On 27 August 2010 20:13, Andrew Coppin
Ivan Lazar Miljenovic wrote:
On 27 August 2010 19:13, Andrew Coppin
wrote: If you were to use binary installers for regular Haskell packages, the only real benefit would be that you can now UNinstall them again. It might be worth doing that, and it looks plausible that you could automate it...
Whilst this isn't applicable to Windows, in systems with a proper package manager, you get dependencies brought in for you as well.
Windows has more package management facilities than most people realise.
For example, go install Office 2007. In fact, just install Excel 2007, not the whole thing.
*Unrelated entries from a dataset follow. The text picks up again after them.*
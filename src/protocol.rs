//! Data shapes shared by the enrichment and duplicate pipelines.
//!
//! `TrackRecord` mirrors one row of the `tracks` table; `Candidate` is the
//! transient result of resolving a single fingerprint match and doubles as the
//! payload persisted in the fingerprint cache.

/// Identity-resolution progress recorded per track in `tracks.fp_status`.
#[derive(Debug, Clone, Copy, PartialEq, Eq, Default)]
pub enum FingerprintStatus {
    #[default]
    None,
    Pending,
    Done,
    Error,
}

impl FingerprintStatus {
    /// Column value persisted for this status; `None` is stored as SQL NULL.
    pub fn as_column_value(self) -> Option<&'static str> {
        match self {
            Self::None => None,
            Self::Pending => Some("pending"),
            Self::Done => Some("done"),
            Self::Error => Some("error"),
        }
    }

    pub fn from_column_value(value: Option<&str>) -> Self {
        match value.map(str::trim) {
            Some("pending") => Self::Pending,
            Some("done") => Self::Done,
            Some("error") => Self::Error,
            _ => Self::None,
        }
    }
}

/// One audio file known to the library database.
#[derive(Debug, Clone, Default, PartialEq)]
pub struct TrackRecord {
    pub id: i64,
    pub path: String,
    pub format: Option<String>,
    /// Length in seconds.
    pub duration: Option<f64>,
    /// Size in bytes.
    pub file_size: Option<i64>,
    pub bitrate: Option<i64>,
    pub samplerate: Option<i64>,
    pub channels: Option<i64>,
    /// Modification time (seconds since the epoch) recorded by the scanner.
    pub mtime: Option<f64>,
    pub title: Option<String>,
    pub artist: Option<String>,
    pub album: Option<String>,
    pub album_artist: Option<String>,
    pub year: Option<i32>,
    pub track_no: Option<u32>,
    pub disc_no: Option<u32>,
    pub genre: Option<String>,
    pub fingerprint_status: FingerprintStatus,
    pub acoustid_id: Option<String>,
    pub mb_recording_id: Option<String>,
    pub mb_release_id: Option<String>,
    pub mb_release_group_id: Option<String>,
    pub confidence: Option<f64>,
    pub cover_art_url: Option<String>,
    /// Set once the file is no longer present on disk.
    pub missing: bool,
}

/// Canonical metadata resolved for one matched recording/release pair.
#[derive(Debug, Clone, PartialEq, serde::Serialize, serde::Deserialize)]
pub struct Candidate {
    /// Fingerprint match score in `[0, 1]`.
    pub confidence: f64,
    pub acoustid_id: Option<String>,
    pub recording_id: String,
    pub release_id: String,
    pub release_group_id: Option<String>,
    pub title: Option<String>,
    pub artist: Option<String>,
    pub album: Option<String>,
    pub album_artist: Option<String>,
    pub year: Option<i32>,
    pub track_no: Option<u32>,
    pub disc_no: Option<u32>,
    pub cover_art_url: Option<String>,
}

/// Result of enriching a single file.
#[derive(Debug, Clone, PartialEq)]
pub enum EnrichOutcome {
    /// Candidate fields were written to the track row.
    Updated {
        candidate: Candidate,
        from_cache: bool,
    },
    /// Resolution finished without an acceptable candidate.
    NoMatch { best_confidence: Option<f64> },
}

/// A successful batch update, reported back to the batch caller.
#[derive(Debug, Clone, PartialEq)]
pub struct EnrichedTrack {
    pub path: String,
    pub candidate: Candidate,
    pub from_cache: bool,
}
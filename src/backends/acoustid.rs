//! AcoustID fingerprint lookup backed by `fpcalc` and `ureq`.

use std::path::{Path, PathBuf};
use std::process::Command;
use std::time::Duration;

use log::debug;
use serde::Deserialize;
use serde_json::Value;

use super::{classify_ureq_error, FingerprintBackend, FingerprintMatch};
use crate::error::ResolveError;

const ACOUSTID_LOOKUP_URL: &str = "https://api.acoustid.org/v2/lookup";
const SERVICE_NAME: &str = "AcoustID";

/// Output of `fpcalc -json`.
#[derive(Debug, Clone, PartialEq, Deserialize)]
struct ComputedFingerprint {
    duration: f64,
    fingerprint: String,
}

/// Fingerprint backend that shells out to `fpcalc` and queries AcoustID.
pub struct AcoustIdClient {
    http_client: ureq::Agent,
    fpcalc_path: PathBuf,
    lookup_url: String,
}

impl AcoustIdClient {
    pub fn new(fpcalc_path: impl Into<PathBuf>, request_timeout: Duration) -> Self {
        let http_client = ureq::AgentBuilder::new()
            .timeout_connect(Duration::from_secs(5))
            .timeout_read(request_timeout)
            .timeout_write(request_timeout)
            .build();
        Self {
            http_client,
            fpcalc_path: fpcalc_path.into(),
            lookup_url: ACOUSTID_LOOKUP_URL.to_string(),
        }
    }

    fn compute_fingerprint(&self, path: &Path) -> Result<ComputedFingerprint, ResolveError> {
        let output = Command::new(&self.fpcalc_path)
            .arg("-json")
            .arg(path)
            .output()
            .map_err(|error| {
                ResolveError::local_io(
                    &format!("cannot run {}", self.fpcalc_path.display()),
                    &error,
                )
            })?;
        if !output.status.success() {
            return Err(ResolveError::LocalIo(format!(
                "fingerprint generation failed for {}: {}",
                path.display(),
                String::from_utf8_lossy(&output.stderr).trim()
            )));
        }
        serde_json::from_slice(&output.stdout).map_err(|error| {
            ResolveError::LocalIo(format!(
                "unreadable fpcalc output for {}: {error}",
                path.display()
            ))
        })
    }
}

impl FingerprintBackend for AcoustIdClient {
    fn lookup(&self, api_key: &str, path: &Path) -> Result<Vec<FingerprintMatch>, ResolveError> {
        let computed = self.compute_fingerprint(path)?;
        let duration = (computed.duration.round() as i64).to_string();
        debug!(
            "AcoustID lookup for {} (duration {}s)",
            path.display(),
            duration
        );

        let response = self
            .http_client
            .post(&self.lookup_url)
            .set("Accept", "application/json")
            .send_form(&[
                ("client", api_key),
                ("duration", duration.as_str()),
                ("fingerprint", computed.fingerprint.as_str()),
                ("meta", "recordings"),
                ("format", "json"),
            ])
            .map_err(|error| classify_ureq_error(SERVICE_NAME, error))?;
        let body: Value = response.into_json().map_err(|error| {
            if error.kind() == std::io::ErrorKind::InvalidData {
                ResolveError::NonTransient(format!("{SERVICE_NAME} returned invalid JSON: {error}"))
            } else {
                ResolveError::Transient(format!("{SERVICE_NAME} response read failed: {error}"))
            }
        })?;
        parse_lookup_response(body)
    }
}

/// Validates a lookup response and extracts its ordered results.
pub fn parse_lookup_response(body: Value) -> Result<Vec<FingerprintMatch>, ResolveError> {
    let status = body
        .get("status")
        .and_then(Value::as_str)
        .unwrap_or_default();
    if status != "ok" {
        let message = body
            .get("error")
            .and_then(|error| error.get("message"))
            .and_then(Value::as_str)
            .unwrap_or("no error message");
        return Err(ResolveError::NonTransient(format!(
            "{SERVICE_NAME} status: {status} ({message})"
        )));
    }
    let Some(results) = body.get("results") else {
        return Err(ResolveError::NonTransient(format!(
            "{SERVICE_NAME} results not included"
        )));
    };
    Vec::<FingerprintMatch>::deserialize(results).map_err(|error| {
        ResolveError::NonTransient(format!("{SERVICE_NAME} results malformed: {error}"))
    })
}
Windows Installer can automatically figure out that you *do* need to install the Spell Checker (since Excel uses that), but you do *not* need to install the Grammar Checker (since only Word and PowerPoint use that, and you haven't selected to install those). Not only does it decide what to install, but you can query it programatically to find out what got installed in the end. And where it got installed. And what version was installed. And you can check what version of X is installed and do I need to update it with the new version of X that I'm packaged with? And is component Y installed? And which programs depend on that? Can it be uninstalled if nobody's using it now? And...
But that's one specific installer; not a generic package management system (in terms of the extra sub-dependencies).
About the only thing it won't do is automatically grab stuff from a central repository. Because, in the Windows world, most software costs money. But it really *does* to quite a lot more than people realise. (E.g., you can take the installer for Foo-1.0, put the patch file for Foo-1.1 next to it, and install Foo-1.1 all in one go, patching the original installer on-the-fly as you run it. Ditto for site-specific customisations. You can "repair" installed programs, checking whether shortcuts still exist, libraries are registered, library versions are new enough, file checksums match, etc. And so on.)
I've never seen this Foo-1.1 behaviour, unless it's a specific patch-level installer that uses the same data. Note also that this isn't automatic: you have to explicitly download Foo-1.1 yourself, etc. So, to be more specific, we can state that Windows has a form of package management, without an actual package management _system_ such as typically found in Linux distributions.
Interesting. So Cabal was never intended to handle executables at all. (The entire proposal speaks only about *libraries*.) Suddenly several of Cabal's deficiencies make a lot more sense. It doesn't handle executables properly because it was never designed to.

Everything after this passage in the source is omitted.